The effect of the first difference is, on the one hand, to refine and enlarge the public views by passing them through the medium of a chosen body of citizens, whose wisdom may best discern the true interest of their country and whose patriotism and love of justice will be least likely to sacrifice it to temporary or partial considerations. Under such a regulation it may well happen that the public voice, pronounced by the representatives of the people, will be more consonant to the public good than if pronounced by the people themselves... The question resulting is, whether small or extensive republics are most favorable to the election of proper guardians of the public weal; it is clearly decided in favor of the latter...

...[A]s each representative will be chosen by a greater number of citizens in the large than in the small republic, it will be more difficult for unworthy candidates to practise with success...

It must be confessed that... [b]y enlarging too much the number of electors, you render the representative too little acquainted with the all their local circumstances and lesser interests; by reducing it too much, you render him unduly attached to these, and too little fit to comprehend and pursue great and national objects. The federal Constitution forms a happy combination in this respect; the great and aggregate interests being referred to the national, the local and particular to the State legislatures.

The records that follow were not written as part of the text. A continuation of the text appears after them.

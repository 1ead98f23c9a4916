//! Tests for the event log.

use std::collections::BTreeMap;
use std::sync::Arc;

use chrono::DateTime;
use tempfile::TempDir;

use crate::clock::VirtualClock;
use crate::event::{Event, EventPayload, StreamType};
use crate::ids::IdGenerator;
use crate::workspace::{WorkspaceArchived, WorkspaceCreated};

use super::*;

fn ids() -> IdGenerator {
    IdGenerator::new(Arc::new(VirtualClock::new()))
}

fn created_event(stream_id: &str, version: u64, command_id: &str) -> Event {
    Event {
        event_id: ids().event_id(),
        stream_id: stream_id.to_string(),
        stream_type: StreamType::Workspace,
        version,
        command_id: command_id.to_string(),
        occurred_at: DateTime::UNIX_EPOCH,
        actor_id: Some("alice".to_string()),
        payload: EventPayload::WorkspaceCreated(WorkspaceCreated {
            workspace_id: stream_id.to_string(),
            name: "Health".to_string(),
            parent_workspace_id: None,
            scope: BTreeMap::new(),
            created_at: DateTime::UNIX_EPOCH,
        }),
    }
}

fn archived_event(stream_id: &str, version: u64, command_id: &str) -> Event {
    Event {
        event_id: ids().event_id(),
        stream_id: stream_id.to_string(),
        stream_type: StreamType::Workspace,
        version,
        command_id: command_id.to_string(),
        occurred_at: DateTime::UNIX_EPOCH,
        actor_id: None,
        payload: EventPayload::WorkspaceArchived(WorkspaceArchived {
            workspace_id: stream_id.to_string(),
            archived_at: DateTime::UNIX_EPOCH,
            reason: "done".to_string(),
        }),
    }
}

#[test]
fn open_creates_an_empty_store() {
    let dir = TempDir::new().expect("temp dir");
    let store = SqliteEventStore::open(dir.path().join("log.db")).expect("open");
    assert_eq!(store.count_events().unwrap(), 0);
    assert_eq!(store.stream_version("ws-1").unwrap(), 0);
}

#[test]
fn append_assigns_contiguous_versions() {
    let store = SqliteEventStore::in_memory().unwrap();

    let outcome = store
        .append("ws-1", 0, &[created_event("ws-1", 1, "cmd-1")])
        .unwrap();
    assert_eq!(outcome, AppendOutcome::Appended);

    store
        .append("ws-1", 1, &[archived_event("ws-1", 2, "cmd-2")])
        .unwrap();

    let events = store.load_stream("ws-1").unwrap();
    assert_eq!(events.len(), 2);
    assert_eq!(events[0].version, 1);
    assert_eq!(events[1].version, 2);
}

#[test]
fn version_conflict_is_detected() {
    let store = SqliteEventStore::in_memory().unwrap();
    store
        .append("ws-1", 0, &[created_event("ws-1", 1, "cmd-1")])
        .unwrap();

    let err = store
        .append("ws-1", 0, &[archived_event("ws-1", 1, "cmd-2")])
        .unwrap_err();
    assert!(matches!(
        err,
        StoreError::VersionConflict {
            expected: 0,
            actual: 1,
            ..
        }
    ));
}

#[test]
fn nothing_persists_when_the_batch_conflicts() {
    let store = SqliteEventStore::in_memory().unwrap();
    store
        .append("ws-1", 0, &[created_event("ws-1", 1, "cmd-1")])
        .unwrap();

    let batch = [
        archived_event("ws-1", 2, "cmd-2"),
        archived_event("ws-1", 3, "cmd-3"),
    ];
    // Wrong expected version: the whole batch must be rejected.
    assert!(store.append("ws-1", 5, &batch).is_err());
    assert_eq!(store.count_events().unwrap(), 1);
}

#[test]
fn duplicate_command_is_skipped_and_returns_stored_events() {
    let store = SqliteEventStore::in_memory().unwrap();
    let first = created_event("ws-1", 1, "cmd-1");
    store.append("ws-1", 0, &[first.clone()]).unwrap();

    // Retry with the same command id; stream head has not moved for
    // the caller, and the append is silently skipped.
    let outcome = store
        .append("ws-1", 1, &[created_event("ws-1", 2, "cmd-1")])
        .unwrap();
    match outcome {
        AppendOutcome::AlreadyApplied(events) => {
            assert_eq!(events.len(), 1);
            assert_eq!(events[0].command_id, "cmd-1");
            assert_eq!(events[0].version, 1);
        },
        AppendOutcome::Appended => panic!("duplicate command must not append"),
    }
    assert_eq!(store.count_events().unwrap(), 1);
}

#[test]
fn command_reuse_across_streams_is_an_error() {
    let store = SqliteEventStore::in_memory().unwrap();
    store
        .append("ws-1", 0, &[created_event("ws-1", 1, "cmd-1")])
        .unwrap();

    let err = store
        .append("ws-2", 0, &[created_event("ws-2", 1, "cmd-1")])
        .unwrap_err();
    assert!(matches!(err, StoreError::CommandAlreadyApplied { .. }));
}

#[test]
fn load_command_includes_derived_keys() {
    let store = SqliteEventStore::in_memory().unwrap();
    store
        .append(
            "ws-1",
            0,
            &[
                created_event("ws-1", 1, "cmd-1"),
                archived_event("ws-1", 2, "cmd-1:followup"),
            ],
        )
        .unwrap();
    store
        .append("ws-2", 0, &[created_event("ws-2", 1, "cmd-2")])
        .unwrap();

    let events = store.load_command("cmd-1").unwrap();
    assert_eq!(events.len(), 2);
    assert_eq!(events[0].command_id, "cmd-1");
    assert_eq!(events[1].command_id, "cmd-1:followup");
    assert!(store.load_command("cmd-9").unwrap().is_empty());
}

#[test]
fn load_all_preserves_insertion_order() {
    let store = SqliteEventStore::in_memory().unwrap();
    store
        .append("ws-1", 0, &[created_event("ws-1", 1, "cmd-1")])
        .unwrap();
    store
        .append("ws-2", 0, &[created_event("ws-2", 1, "cmd-2")])
        .unwrap();
    store
        .append("ws-1", 1, &[archived_event("ws-1", 2, "cmd-3")])
        .unwrap();

    let all = store.load_all().unwrap();
    let order: Vec<(&str, u64)> = all
        .iter()
        .map(|e| (e.stream_id.as_str(), e.version))
        .collect();
    assert_eq!(order, vec![("ws-1", 1), ("ws-2", 1), ("ws-1", 2)]);
}

#[test]
fn payloads_round_trip_canonically() {
    let store = SqliteEventStore::in_memory().unwrap();
    let event = created_event("ws-1", 1, "cmd-1");
    store.append("ws-1", 0, &[event.clone()]).unwrap();

    let loaded = &store.load_stream("ws-1").unwrap()[0];
    assert_eq!(loaded.payload, event.payload);
    assert_eq!(loaded.actor_id.as_deref(), Some("alice"));
    assert_eq!(
        loaded.canonical_payload().unwrap(),
        event.canonical_payload().unwrap()
    );
}

#[test]
fn store_survives_reopen() {
    let dir = TempDir::new().expect("temp dir");
    let path = dir.path().join("log.db");
    {
        let store = SqliteEventStore::open(&path).unwrap();
        store
            .append("ws-1", 0, &[created_event("ws-1", 1, "cmd-1")])
            .unwrap();
    }

    let store = SqliteEventStore::open(&path).unwrap();
    assert_eq!(store.count_events().unwrap(), 1);
    assert_eq!(store.stream_version("ws-1").unwrap(), 1);
    assert_eq!(store.count_streams().unwrap(), 1);
}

The other point of difference is the greater number of citizens and extent of territory which may be brought within the compass of republican than of democratic government; and it is this circumstance which renders factious combinations to be less dreaded in the former than in the latter. The smaller the society, the fewer probably will be the distinct parties and interests composing it; the fewer the distinct parties and interests, the more frequently will a majority be found of the same party; and the smaller number of individuals composing a majority, and the smaller the compass within which they are placed, the more easily will they concert and execute their plans of oppression. Extend the sphere and you take in a greater variety of parties and interests; you make it less probable that a majority of the whole will have a common motive to invade the rights of the other citizens; or, if such a common motive exists, it will be more difficult for all who feel it to discover their own strength and act in unison with each other...

The influence of factious leaders may kindle a flame within their particular States but will be unable to spread a general conflagration through the other States. A religious sect may degenerate into a political faction in a part of the Confederacy; but the variety of sects dispersed over the entire face of it must secure the national councils against any danger from that source. A rage of paper money, for an abolition of debts, for an equal division of property, or any other improper or wicked project, will be less apt to pervade the whole body of the Union than a particular member of it, in the same proportion that such a malady is more likely to taint a particular county or district than an entire State...

[T]herefore, we behold a republican remedy for the diseases most incident to republican government. And according to this degree of pleasure and pride we feel in being republicans ought to be our zeal in cherishing the spirit and supporting the character of federalists.